I immediately found out that he was extremely similar to me in terms of sense of humor. I loved the days where I ended up at the same resort as him. We'd talk as much as our breaks would allow. The second day we worked together he caught me looking at him out of the corner of my eye as he took his shirt off to play basketball with the kids. Of course I laughed and responded with the sensible "you wish." But of course, he couldn't be more right.
Things continued like this for a couple of months. The banter, the slight we're-just-friends-but-the-day-is-boring flirtation. Things that happened with other male guards as well. I didn't realize the signs at first, until one of my (extremely sexual) friends proclaimed, "why don't you just sleep with him already?" Apparently, I talked about him all the time and didn't even realize it. Even when I realized I might have maybe developed the tiniest bit of a crush, I never thought in a million years someone like that could like someone like me. I was convinced he could get any girl he wanted.

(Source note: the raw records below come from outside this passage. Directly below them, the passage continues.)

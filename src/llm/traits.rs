//! Completion adapter trait
//!
//! The single capability the agent graph needs from a language model:
//! messages in, either a model turn or a schema-constrained object out.

use async_trait::async_trait;
use serde::de::DeserializeOwned;

use crate::core::{EventflowError, Message, Result, ToolCall, ToolDefinition};

/// Token usage information
#[derive(Debug, Clone, Default, PartialEq)]
pub struct TokenUsage {
    pub prompt_tokens: u32,
    pub completion_tokens: u32,
    pub total_tokens: u32,
}

/// Options for LLM generation
#[derive(Debug, Clone, Default)]
pub struct GenerateOptions {
    /// Temperature for sampling (0.0 - 2.0)
    pub temperature: Option<f32>,
    /// Maximum tokens to generate
    pub max_tokens: Option<u32>,
}

/// Target shape for a structured completion
#[derive(Debug, Clone)]
pub struct OutputSchema {
    /// Schema title, used in prompts and logs
    pub name: String,
    /// JSON Schema the returned object must satisfy
    pub schema: serde_json::Value,
}

impl OutputSchema {
    /// Build the schema for a Rust type
    pub fn of<T: schemars::JsonSchema>(name: impl Into<String>) -> Self {
        Self {
            name: name.into(),
            schema: crate::domain::schema_value::<T>(),
        }
    }
}

/// A request to the completion service
#[derive(Debug, Clone)]
pub struct CompletionRequest {
    /// Model identifier
    pub model: String,
    /// Conversation so far, system prompt first
    pub messages: Vec<Message>,
    /// Tools the model may propose calls for
    pub tools: Vec<ToolDefinition>,
    /// When set, the reply must be an object of this shape
    pub output_schema: Option<OutputSchema>,
    pub options: GenerateOptions,
}

impl CompletionRequest {
    pub fn new(model: impl Into<String>, messages: Vec<Message>) -> Self {
        Self {
            model: model.into(),
            messages,
            tools: Vec::new(),
            output_schema: None,
            options: GenerateOptions::default(),
        }
    }

    pub fn with_tools(mut self, tools: Vec<ToolDefinition>) -> Self {
        self.tools = tools;
        self
    }

    pub fn with_schema(mut self, schema: OutputSchema) -> Self {
        self.output_schema = Some(schema);
        self
    }

    pub fn with_temperature(mut self, temperature: f32) -> Self {
        self.options.temperature = Some(temperature);
        self
    }
}

/// What the completion service returned
#[derive(Debug, Clone, PartialEq)]
pub enum Completion {
    /// A model turn: a plain reply, or proposed tool calls
    Turn {
        content: String,
        tool_calls: Vec<ToolCall>,
        usage: Option<TokenUsage>,
    },
    /// An object produced under an output schema
    Structured(serde_json::Value),
}

impl Completion {
    pub fn reply(content: impl Into<String>) -> Self {
        Self::Turn {
            content: content.into(),
            tool_calls: Vec::new(),
            usage: None,
        }
    }

    pub fn tool_calls(tool_calls: Vec<ToolCall>) -> Self {
        Self::Turn {
            content: String::new(),
            tool_calls,
            usage: None,
        }
    }

    /// Token counts reported for a model turn
    pub fn usage(&self) -> Option<&TokenUsage> {
        match self {
            Self::Turn { usage, .. } => usage.as_ref(),
            Self::Structured(_) => None,
        }
    }

    /// Convert a model turn into the AI message appended to the conversation
    pub fn into_message(self) -> Result<Message> {
        match self {
            Self::Turn {
                content,
                tool_calls,
                ..
            } => Ok(Message::ai_with_tools(content, tool_calls)),
            Self::Structured(_) => Err(EventflowError::adapter(
                "expected a model turn but received a structured object",
            )),
        }
    }

    /// Decode a structured completion into `T`
    pub fn into_structured<T: DeserializeOwned>(self) -> Result<T> {
        match self {
            Self::Structured(value) => serde_json::from_value(value).map_err(|e| {
                EventflowError::adapter(format!("response did not match schema: {}", e))
            }),
            Self::Turn { .. } => Err(EventflowError::adapter(
                "expected a structured object but received a model turn",
            )),
        }
    }
}

/// Injected completion capability
///
/// Implementations must return `Completion::Structured` when the request
/// carries an output schema, and `Completion::Turn` otherwise.
#[async_trait]
pub trait CompletionAdapter: Send + Sync {
    async fn complete(&self, request: CompletionRequest) -> Result<Completion>;

    /// Get the provider name
    fn name(&self) -> &str {
        "completion"
    }
}

#[cfg(test)]
mod tests {
    use super::*;
    use serde_json::json;

    #[test]
    fn test_turn_into_message() {
        let call = ToolCall::new("search_for_food", json!({"query": "tapas"}), "call-1");
        let msg = Completion::tool_calls(vec![call.clone()])
            .into_message()
            .unwrap();
        assert_eq!(msg.tool_calls(), &[call]);
    }

    #[test]
    fn test_structured_mismatch_is_adapter_error() {
        #[derive(Debug, serde::Deserialize)]
        struct Wanted {
            #[allow(dead_code)]
            items: Vec<String>,
        }

        let err = Completion::Structured(json!({"nope": 1}))
            .into_structured::<Wanted>()
            .unwrap_err();
        assert!(matches!(err, EventflowError::Adapter(_)));

        let err = Completion::reply("hi").into_structured::<Wanted>().unwrap_err();
        assert!(matches!(err, EventflowError::Adapter(_)));
    }
}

In my eyes, he was perfect.
Then one day we were laughing and joking, heading out to the parking lot after work. We got to my car and I turned to him to say goodnight, and he looked at me and said, "you know, I meant what I said earlier." I just responded with a, "haha... wait, what?" as my brain remembered our banter earlier. He had put away my DJ equipment so that I had time to eat lunch with him, and when I thanked him he had responded, "oh you know I'd do anything for you." Which I had laughed off and continued with, "oh really? You sure you want to promise that?" As it clicked in my head what he had meant, he somehow had already wrapped his arms around me and began to kiss me. It was gentle and confidant all at once. I pulled away and told him that we couldn't do this, and he just smiled and responded, "just let it happen."
Finally I freed myself from him and fumbled my way into my car. Of course, he had parked right beside me, so he kept looking over at me, smiling. I cursed my un-tinted windows as we drove back out to the interstate, him next to me the whole time. The second we got off different exits I called my best friend freaking out. I was so confused. My lips wouldn't stop tingling, my heart wouldn't stop pounding. I felt like a middle schooler who had her first kiss.

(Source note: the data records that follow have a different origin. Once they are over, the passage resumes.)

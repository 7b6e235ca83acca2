//! Graph shape
//!
//! Nodes, the edges between them and the nodes that suspend the run for
//! human approval. Both agents share one shape:
//!
//! ```text
//! chat ──route──> search ───────────> chat
//!      ──route──> propose ─(approve)─> perform ──> chat
//!      ──route──> summary ──────────> chat        (food only)
//!      ──route──> END
//! ```

use std::collections::{HashMap, HashSet};

use serde::{Deserialize, Serialize};

use crate::agent::router::{RouteTable, Step};
use crate::agent::AgentKind;
use crate::core::{EventflowError, Result};

/// A node of the agent graph
#[derive(Debug, Clone, Copy, PartialEq, Eq, Hash, Serialize, Deserialize)]
#[serde(rename_all = "snake_case")]
pub enum Node {
    /// Calls the completion service with the agent's tools bound
    Chat,
    /// Answers a search tool call
    Search,
    /// Announces a mutation; the run suspends after it
    Propose,
    /// Executes an approved mutation
    Perform,
    /// Computes analytics over the saved menu
    Summary,
}

impl Node {
    /// Node name as known to clients of the given agent
    pub fn name(self, agent: AgentKind) -> &'static str {
        match (self, agent) {
            (Node::Chat, _) => "chat_node",
            (Node::Search, _) => "search_node",
            (Node::Propose, AgentKind::Food) => "foods_node",
            (Node::Propose, AgentKind::License) => "licenses_node",
            (Node::Perform, AgentKind::Food) => "perform_foods_node",
            (Node::Perform, AgentKind::License) => "perform_licenses_node",
            (Node::Summary, _) => "summary_node",
        }
    }
}

/// Outgoing edge of a node
#[derive(Debug, Clone, Copy, PartialEq, Eq)]
pub enum Edge {
    /// Always continue at this node
    To(Node),
    /// Ask the router
    Route,
}

/// Nodes, edges and interrupt points of one agent's graph
#[derive(Debug, Clone)]
pub struct GraphSpec {
    pub agent: AgentKind,
    pub entry: Node,
    edges: HashMap<Node, Edge>,
    interrupt_after: HashSet<Node>,
    routes: RouteTable,
}

impl GraphSpec {
    pub fn for_agent(agent: AgentKind) -> Self {
        let mut edges = HashMap::from([
            (Node::Chat, Edge::Route),
            (Node::Search, Edge::To(Node::Chat)),
            (Node::Propose, Edge::To(Node::Perform)),
            (Node::Perform, Edge::To(Node::Chat)),
        ]);
        if agent == AgentKind::Food {
            edges.insert(Node::Summary, Edge::To(Node::Chat));
        }

        Self {
            agent,
            entry: Node::Chat,
            edges,
            interrupt_after: HashSet::from([Node::Propose]),
            routes: RouteTable::for_agent(agent),
        }
    }

    /// Outgoing edge; `None` for nodes the graph does not contain
    pub fn edge(&self, node: Node) -> Option<Edge> {
        self.edges.get(&node).copied()
    }

    pub fn contains(&self, node: Node) -> bool {
        self.edges.contains_key(&node)
    }

    pub fn interrupts_after(&self, node: Node) -> bool {
        self.interrupt_after.contains(&node)
    }

    pub fn routes(&self) -> &RouteTable {
        &self.routes
    }

    /// Every edge and route must land on a node of this graph
    pub fn validate(&self) -> Result<()> {
        let targets = self
            .edges
            .values()
            .filter_map(|edge| match edge {
                Edge::To(node) => Some(Step::Node(*node)),
                Edge::Route => None,
            })
            .chain(self.routes.targets());

        for target in targets.chain(std::iter::once(Step::Node(self.entry))) {
            if let Step::Node(node) = target {
                if !self.contains(node) {
                    return Err(EventflowError::config(format!(
                        "{} graph has no node {}",
                        self.agent,
                        node.name(self.agent)
                    )));
                }
            }
        }
        Ok(())
    }
}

I'll elaborate on how that first kiss turned into a relationship in further posts. But, much to my surprise, thats what happened. Despite the ensuing long-distance of a fall semester, two busy schedules, and two people both fairly bad at relationships, we had one. We had a great one, until about a month ago.

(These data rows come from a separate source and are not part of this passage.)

//! Food planning domain
//!
//! Menu items, the structured search output the completion service fills in,
//! and the menu analytics computed by the summary node.

use std::collections::BTreeMap;

use schemars::JsonSchema;
use serde::{Deserialize, Deserializer, Serialize};

/// Bucket for items with no dietary class (or no course type)
pub const UNSPECIFIED: &str = "unspecified";

/// Course a menu item is served as
#[derive(Debug, Clone, Copy, PartialEq, Eq, Hash, Serialize, Deserialize, JsonSchema)]
#[serde(rename_all = "lowercase")]
pub enum CourseType {
    Main,
    Starter,
    Dessert,
}

impl CourseType {
    pub fn as_str(self) -> &'static str {
        match self {
            CourseType::Main => "main",
            CourseType::Starter => "starter",
            CourseType::Dessert => "dessert",
        }
    }
}

/// Dietary class of a menu item
#[derive(Debug, Clone, Copy, PartialEq, Eq, Hash, Serialize, Deserialize, JsonSchema)]
#[serde(rename_all = "kebab-case")]
pub enum Dietary {
    Vegetarian,
    Vegan,
    GlutenFree,
    DairyFree,
}

impl Dietary {
    pub fn as_str(self) -> &'static str {
        match self {
            Dietary::Vegetarian => "vegetarian",
            Dietary::Vegan => "vegan",
            Dietary::GlutenFree => "gluten-free",
            Dietary::DairyFree => "dairy-free",
        }
    }
}

/// A menu item
#[derive(Debug, Clone, PartialEq, Serialize, Deserialize, JsonSchema)]
pub struct Food {
    /// Dish name; identifies the item within a menu
    pub name: String,
    /// Course the dish is served as
    #[serde(rename = "type")]
    pub course: CourseType,
    /// Dietary class, if any
    #[serde(
        default,
        deserialize_with = "lenient_dietary",
        skip_serializing_if = "Option::is_none"
    )]
    #[schemars(with = "Option<Dietary>")]
    pub dietary: Option<Dietary>,
}

impl Food {
    pub fn new(name: impl Into<String>, course: CourseType, dietary: Option<Dietary>) -> Self {
        Self {
            name: name.into(),
            course,
            dietary,
        }
    }
}

/// One dish proposed by the completion service for a search query
#[derive(Debug, Clone, PartialEq, Serialize, Deserialize, JsonSchema)]
pub struct FoodSuggestion {
    /// Dish name
    pub name: String,
    /// Course the dish is served as
    #[serde(rename = "type")]
    pub course: CourseType,
    /// Dietary class, if any
    #[serde(default, deserialize_with = "lenient_dietary")]
    #[schemars(with = "Option<Dietary>")]
    pub dietary: Option<Dietary>,
    /// Short description of the dish
    #[serde(default)]
    pub description: String,
}

/// A list of dishes matching a query
#[derive(Debug, Clone, PartialEq, Serialize, Deserialize, JsonSchema)]
pub struct FoodList {
    /// Matching dishes
    pub items: Vec<FoodSuggestion>,
}

/// A search hit as shown to the client and the model
#[derive(Debug, Clone, PartialEq, Serialize, Deserialize)]
pub struct FoodResult {
    /// Position within the search batch
    pub id: String,
    pub name: String,
    #[serde(rename = "type")]
    pub course: CourseType,
    #[serde(default)]
    pub dietary: Option<Dietary>,
    #[serde(default)]
    pub description: String,
}

impl FoodList {
    /// Number each suggestion by its position in the batch
    pub fn into_results(self) -> Vec<FoodResult> {
        self.items
            .into_iter()
            .enumerate()
            .map(|(i, item)| FoodResult {
                id: i.to_string(),
                name: item.name,
                course: item.course,
                dietary: item.dietary,
                description: item.description,
            })
            .collect()
    }
}

/// Aggregate view over a persisted menu
#[derive(Debug, Clone, Default, PartialEq, Eq, Serialize, Deserialize)]
pub struct Analytics {
    pub menu_item_count: usize,
    /// Distinct dietary buckets, `unspecified` included
    pub dietary_options_count: usize,
    pub dietary_breakdown: BTreeMap<String, usize>,
    pub type_breakdown: BTreeMap<String, usize>,
}

impl Analytics {
    /// Compute analytics over raw menu item documents.
    ///
    /// Documents come straight from the store, so fields may be missing or
    /// hold legacy values such as `"None"`.
    pub fn from_menu_items(items: &[serde_json::Value]) -> Self {
        let mut dietary_breakdown = BTreeMap::new();
        let mut type_breakdown = BTreeMap::new();

        for item in items {
            *dietary_breakdown
                .entry(dietary_bucket(item.get("dietary")))
                .or_insert(0) += 1;
            *type_breakdown
                .entry(type_bucket(item.get("type")))
                .or_insert(0) += 1;
        }

        Self {
            menu_item_count: items.len(),
            dietary_options_count: dietary_breakdown.len(),
            dietary_breakdown,
            type_breakdown,
        }
    }
}

/// Missing, empty and `"None"` all count as unspecified
pub fn dietary_bucket(value: Option<&serde_json::Value>) -> String {
    match value {
        None | Some(serde_json::Value::Null) => UNSPECIFIED.to_string(),
        Some(serde_json::Value::String(s)) if s.is_empty() || s == "None" => {
            UNSPECIFIED.to_string()
        }
        Some(serde_json::Value::String(s)) => s.clone(),
        Some(other) => other.to_string(),
    }
}

fn type_bucket(value: Option<&serde_json::Value>) -> String {
    match value {
        None | Some(serde_json::Value::Null) => UNSPECIFIED.to_string(),
        Some(serde_json::Value::String(s)) => s.clone(),
        Some(other) => other.to_string(),
    }
}

/// Models and older records write "none", "" or null for "no restriction"
fn lenient_dietary<'de, D>(deserializer: D) -> Result<Option<Dietary>, D::Error>
where
    D: Deserializer<'de>,
{
    let raw: Option<String> = Option::deserialize(deserializer)?;
    match raw.as_deref().map(str::trim) {
        None | Some("") => Ok(None),
        Some(s) if s.eq_ignore_ascii_case("none") => Ok(None),
        Some(s) => serde_json::from_value(serde_json::Value::String(s.to_lowercase()))
            .map(Some)
            .map_err(serde::de::Error::custom),
    }
}

#[cfg(test)]
mod tests {
    use super::*;
    use serde_json::json;

    #[test]
    fn test_food_wire_shape() {
        let food = Food::new("Bruschetta", CourseType::Starter, Some(Dietary::Vegetarian));
        let value = serde_json::to_value(&food).unwrap();
        assert_eq!(
            value,
            json!({"name": "Bruschetta", "type": "starter", "dietary": "vegetarian"})
        );
    }

    #[test]
    fn test_lenient_dietary() {
        let food: Food =
            serde_json::from_value(json!({"name": "Steak", "type": "main", "dietary": "None"}))
                .unwrap();
        assert_eq!(food.dietary, None);

        let food: Food =
            serde_json::from_value(json!({"name": "Salad", "type": "starter", "dietary": "Gluten-Free"}))
                .unwrap();
        assert_eq!(food.dietary, Some(Dietary::GlutenFree));

        let food: Food = serde_json::from_value(json!({"name": "Soup", "type": "starter"})).unwrap();
        assert_eq!(food.dietary, None);
    }

    #[test]
    fn test_unknown_course_rejected() {
        let result: std::result::Result<Food, _> =
            serde_json::from_value(json!({"name": "Tea", "type": "drink"}));
        assert!(result.is_err());
    }

    #[test]
    fn test_results_numbered_from_zero() {
        let list = FoodList {
            items: vec![
                FoodSuggestion {
                    name: "Chickpea curry".into(),
                    course: CourseType::Main,
                    dietary: Some(Dietary::Vegan),
                    description: String::new(),
                },
                FoodSuggestion {
                    name: "Mushroom risotto".into(),
                    course: CourseType::Main,
                    dietary: Some(Dietary::Vegan),
                    description: String::new(),
                },
            ],
        };
        let ids: Vec<_> = list.into_results().into_iter().map(|r| r.id).collect();
        assert_eq!(ids, vec!["0", "1"]);
    }

    #[test]
    fn test_dietary_buckets() {
        assert_eq!(dietary_bucket(None), UNSPECIFIED);
        assert_eq!(dietary_bucket(Some(&json!(null))), UNSPECIFIED);
        assert_eq!(dietary_bucket(Some(&json!(""))), UNSPECIFIED);
        assert_eq!(dietary_bucket(Some(&json!("None"))), UNSPECIFIED);
        // only the exact legacy spelling is merged
        assert_eq!(dietary_bucket(Some(&json!("none"))), "none");
        assert_eq!(dietary_bucket(Some(&json!("vegan"))), "vegan");
    }

    #[test]
    fn test_analytics() {
        let items = vec![
            json!({"name": "Bruschetta", "type": "starter", "dietary": "vegetarian"}),
            json!({"name": "Steak", "type": "main", "dietary": "None"}),
            json!({"name": "Tiramisu", "type": "dessert", "dietary": ""}),
            json!({"name": "Lentil stew", "type": "main"}),
        ];
        let analytics = Analytics::from_menu_items(&items);

        assert_eq!(analytics.menu_item_count, 4);
        assert_eq!(analytics.dietary_options_count, 2);
        assert_eq!(analytics.dietary_breakdown[UNSPECIFIED], 3);
        assert_eq!(analytics.dietary_breakdown["vegetarian"], 1);
        assert_eq!(analytics.type_breakdown["main"], 2);
    }

    #[test]
    fn test_analytics_empty_menu() {
        let analytics = Analytics::from_menu_items(&[]);
        assert_eq!(analytics, Analytics::default());
    }
}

Until I explain what went wrong I would just like to remind anyone who finds themselves here that fear is the mind killer. Don't be afraid of the person who loves you. Don't be afraid of the future. Don't be afraid of commitment. All you have to fear is fear itself. I knew this once, and I forgot it somewhere along the way. If a relationship doesn't work, let it not work on its own accord. Don't kill it by worrying too much and not taking care of yourself. We all go through rough times, and fate doesn't care whether you are in a relationship or not. Do yourself and the one you love some good and get some counseling. And remember, your significant other may love you with all his or her heart, but it doesn't mean he or she can take the emotional beating of seeing the one they love depressed. Your boyfriend may be your knight in shining armor, but never forget that he's human, too.